Saturday, 31 August 2013

Rat Plague in Western Queensland

In September 1950, The Northern Miner reported that rats had begun to invade Julia Creek in ‘rather large numbers’.  It stated that for some time prior to this, reports had been coming in from the country areas that rats were very numerous, and now they had reached the town of Julia Creek.  A report from Muttaburra in January 1951 stated that ‘hundreds of starving rats are invading homes and gardens at flood-bound Muttaburra’ and that residents there were ‘killing an average of 15 to 20 rats a day in their homes or backyards’.

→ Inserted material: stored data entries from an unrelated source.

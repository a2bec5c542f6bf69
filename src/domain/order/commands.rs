use uuid::Uuid;

use super::value_objects::OrderItem;

// ============================================================================
// Order Commands - Represent user intent
// ============================================================================

#[derive(Debug, Clone, PartialEq)]
pub enum OrderCommand {
    CreateOrder {
        order_id: Uuid,
        customer_id: Uuid,
        items: Vec<OrderItem>,
    },
    PayOrder {
        order_id: Uuid,
        payment_reference: String,
    },
    ShipOrder {
        order_id: Uuid,
        tracking_number: String,
        carrier: String,
    },
    DeliverOrder {
        order_id: Uuid,
        signature: Option<String>,
    },
    CancelOrder {
        order_id: Uuid,
        reason: Option<String>,
    },
}

impl OrderCommand {
    pub fn order_id(&self) -> Uuid {
        match self {
            OrderCommand::CreateOrder { order_id, .. }
            | OrderCommand::PayOrder { order_id, .. }
            | OrderCommand::ShipOrder { order_id, .. }
            | OrderCommand::DeliverOrder { order_id, .. }
            | OrderCommand::CancelOrder { order_id, .. } => *order_id,
        }
    }

    pub fn name(&self) -> &'static str {
        match self {
            OrderCommand::CreateOrder { .. } => "create_order",
            OrderCommand::PayOrder { .. } => "pay_order",
            OrderCommand::ShipOrder { .. } => "ship_order",
            OrderCommand::DeliverOrder { .. } => "deliver_order",
            OrderCommand::CancelOrder { .. } => "cancel_order",
        }
    }
}
use async_trait::async_trait;
use kameo::actor::ActorRef;
use kameo::error::Infallible;
use kameo::message::{Context, Message};
use kameo::Actor;
use std::sync::Arc;

use crate::metrics::Metrics;
use crate::storage::{DeadLetterRecord, DeadLetterSink, DeadLetterStore, DlqStats};

// ============================================================================
// Dead Letter Queue Actor
// ============================================================================
//
// Single writer in front of the dead-letter store:
// - Persists events that exhausted re-publication or consumer redelivery
// - Serves listings and stats for manual intervention
// - Counts dead letters per event type
//
// Publisher and consumer reach it through `DlqHandle`, which implements
// `DeadLetterSink`.
//
// ============================================================================

pub struct DlqActor {
    store: Arc<dyn DeadLetterStore>,
    metrics: Arc<Metrics>,
}

impl DlqActor {
    pub fn new(store: Arc<dyn DeadLetterStore>, metrics: Arc<Metrics>) -> Self {
        Self { store, metrics }
    }
}

impl Actor for DlqActor {
    type Args = Self;
    type Error = Infallible;

    async fn on_start(state: Self::Args, _actor_ref: ActorRef<Self>) -> Result<Self, Self::Error> {
        tracing::info!("DlqActor started - Dead Letter Queue ready");
        Ok(state)
    }
}

// ============================================================================
// Messages
// ============================================================================

#[derive(Debug, Clone)]
pub struct AddToDlq {
    pub record: DeadLetterRecord,
}

#[derive(Debug, Clone, Copy)]
pub struct GetDlqMessages {
    pub limit: usize,
}

#[derive(Debug, Clone, Copy)]
pub struct GetDlqStats;

// ============================================================================
// Handlers
// ============================================================================

impl Message<AddToDlq> for DlqActor {
    type Reply = Result<(), String>;

    async fn handle(&mut self, msg: AddToDlq, _ctx: &mut Context<Self, Self::Reply>) -> Self::Reply {
        let record = msg.record;

        tracing::error!(
            event_id = %record.event_id,
            event_type = %record.event_type,
            aggregate_id = %record.aggregate_id,
            origin = %record.origin,
            error = %record.error_message,
            failure_count = record.failure_count,
            "Adding message to Dead Letter Queue"
        );

        self.metrics.record_dlq_message(&record.event_type);

        self.store
            .dead_letter(record)
            .await
            .map_err(|e| format!("Failed to insert into DLQ: {}", e))
    }
}

impl Message<GetDlqMessages> for DlqActor {
    type Reply = Result<Vec<DeadLetterRecord>, String>;

    async fn handle(
        &mut self,
        msg: GetDlqMessages,
        _ctx: &mut Context<Self, Self::Reply>,
    ) -> Self::Reply {
        self.store
            .list(msg.limit)
            .await
            .map_err(|e| format!("Failed to query DLQ: {}", e))
    }
}

impl Message<GetDlqStats> for DlqActor {
    type Reply = Result<DlqStats, String>;

    async fn handle(&mut self, _msg: GetDlqStats, _ctx: &mut Context<Self, Self::Reply>) -> Self::Reply {
        self.store
            .stats()
            .await
            .map_err(|e| format!("Failed to count DLQ messages: {}", e))
    }
}

/// `DeadLetterSink` that routes records through the DLQ actor.
#[derive(Clone)]
pub struct DlqHandle {
    actor: ActorRef<DlqActor>,
}

impl DlqHandle {
    pub fn new(actor: ActorRef<DlqActor>) -> Self {
        Self { actor }
    }

    pub async fn messages(&self, limit: usize) -> anyhow::Result<Vec<DeadLetterRecord>> {
        self.actor
            .ask(GetDlqMessages { limit })
            .send()
            .await
            .map_err(|e| anyhow::anyhow!("DLQ query failed: {:?}", e))
    }

    pub async fn stats(&self) -> anyhow::Result<DlqStats> {
        self.actor
            .ask(GetDlqStats)
            .send()
            .await
            .map_err(|e| anyhow::anyhow!("DLQ stats failed: {:?}", e))
    }
}

#[async_trait]
impl DeadLetterSink for DlqHandle {
    async fn dead_letter(&self, record: DeadLetterRecord) -> anyhow::Result<()> {
        self.actor
            .ask(AddToDlq { record })
            .send()
            .await
            .map_err(|e| anyhow::anyhow!("DLQ actor did not store record: {:?}", e))
    }
}

#[cfg(test)]
mod tests {
    use super::*;
    use crate::correlation::CorrelationId;
    use crate::events::{DomainEvent, EventType};
    use crate::storage::{DeadLetterOrigin, InMemoryDeadLetterStore};
    use chrono::Utc;
    use kameo::prelude::*;
    use serde_json::json;
    use uuid::Uuid;

    fn record(event_type: EventType) -> DeadLetterRecord {
        let event = DomainEvent::new(event_type, Uuid::new_v4(), json!({}), CorrelationId::new());
        DeadLetterRecord::from_event(&event, "broker unavailable", 5, Utc::now(), DeadLetterOrigin::Publisher)
    }

    #[tokio::test]
    async fn test_dlq_actor_stores_and_reports() {
        let store = Arc::new(InMemoryDeadLetterStore::new());
        let metrics = Arc::new(Metrics::new().unwrap());
        let actor = DlqActor::spawn(DlqActor::new(store.clone(), metrics.clone()));
        let handle = DlqHandle::new(actor);

        handle.dead_letter(record(EventType::OrderCreated)).await.unwrap();
        handle.dead_letter(record(EventType::OrderShipped)).await.unwrap();

        let stats = handle.stats().await.unwrap();
        assert_eq!(stats.total_messages, 2);
        assert_eq!(stats.by_event_type.get("OrderShipped"), Some(&1));

        let messages = handle.messages(10).await.unwrap();
        assert_eq!(messages.len(), 2);
        assert_eq!(store.records().len(), 2);
        assert_eq!(metrics.dlq_messages_total.get(), 2);
    }
}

A mob of sheep on Eddington Station, near Julia Creek, Queensland.
Image:  State Library of Queensland.

My late Grandmother Evelyn Wilder told me her memories of the rat plague on a sheep station near Julia Creek in 1951:

“I went out west with Al in 1951 when he went back shearing.  To Quambetook Station in the Julia Creek district.  I was going to cook for the shearers.  I wasn’t feeling too good at the time, because I was pregnant with our second child.  I remember getting there this first night in a hard-backed old lorry.  I heard this dreadful noise as I got off the truck.  I said, ‘what’s that noise?’  Nobody answered me, but it was rats.  Hordes and hordes of rats - millions of them.  Somebody said there was a rat plague.  All I’d ever seen was plagues of grasshoppers.  What a shock I was in for!  Those rats were about a foot long.  Every step you took you had to kick them out of the way.  It was horrible.  It was impossible for me to sleep at night.  I’d look over and see Al sleeping, and the rats were on his face, chewing on him and he was sleeping through the lot.  I’d wake him up and say, ‘the rats are chewing you’.  He’d say, ‘go to sleep’.  I said, ‘I can’t sleep, we’ve got a baby here, they’ll chew her’.  I wasn’t game to sleep, you see.  So I got to be a nervous wreck.

The rats would chew through everything.  They’d get in the pantry - it didn’t matter that it was locked up - they chewed through boards and everything to get to the stuff in the pantry.  All night long you’d hear peas and other stuff dropping.  You know, they used to get into the bread.  They would get right inside of it and there’d be nothing left of it next day.  You’d get up in the morning and there’d be no food in the pantry.  Of course, I was supposed to cook for the men – prepare five meals a day, seven days a week.  And there was no refrigeration on Quambetook in those days.  The going was very tough with 120 degree heat.  We had canvas water bags to cool off the water. 

In the end we put a piece of tin up, so they couldn’t get into the pantry.  We had a bit of peace after that.  I’ve never seen rats like them.  They used to shriek and squeal, it was indescribable.  In the end, the baby got very sick.  We had to get the Ambulance out and we went in to the hospital at Julia Creek.  After that I brought her home (to Townsville).  She was on a diet for a long time of dry toast and Vegemite.  I think it was the rats.  I’ve never seen anything like that and never want to again.  They’d eat the country out as they went along. The rats were like a carpet, all the rats going along.”
 
Sources:
The Nothern Miner, 30 September 1950, p. 3.
Morning Bulletin (Rockhampton), 21 January 1951, p. 1.
Townsville Daily Bulletin, 4 July 1950, p. 2.
Interview with Evelyn Wilder, private collection of Trisha Fielding.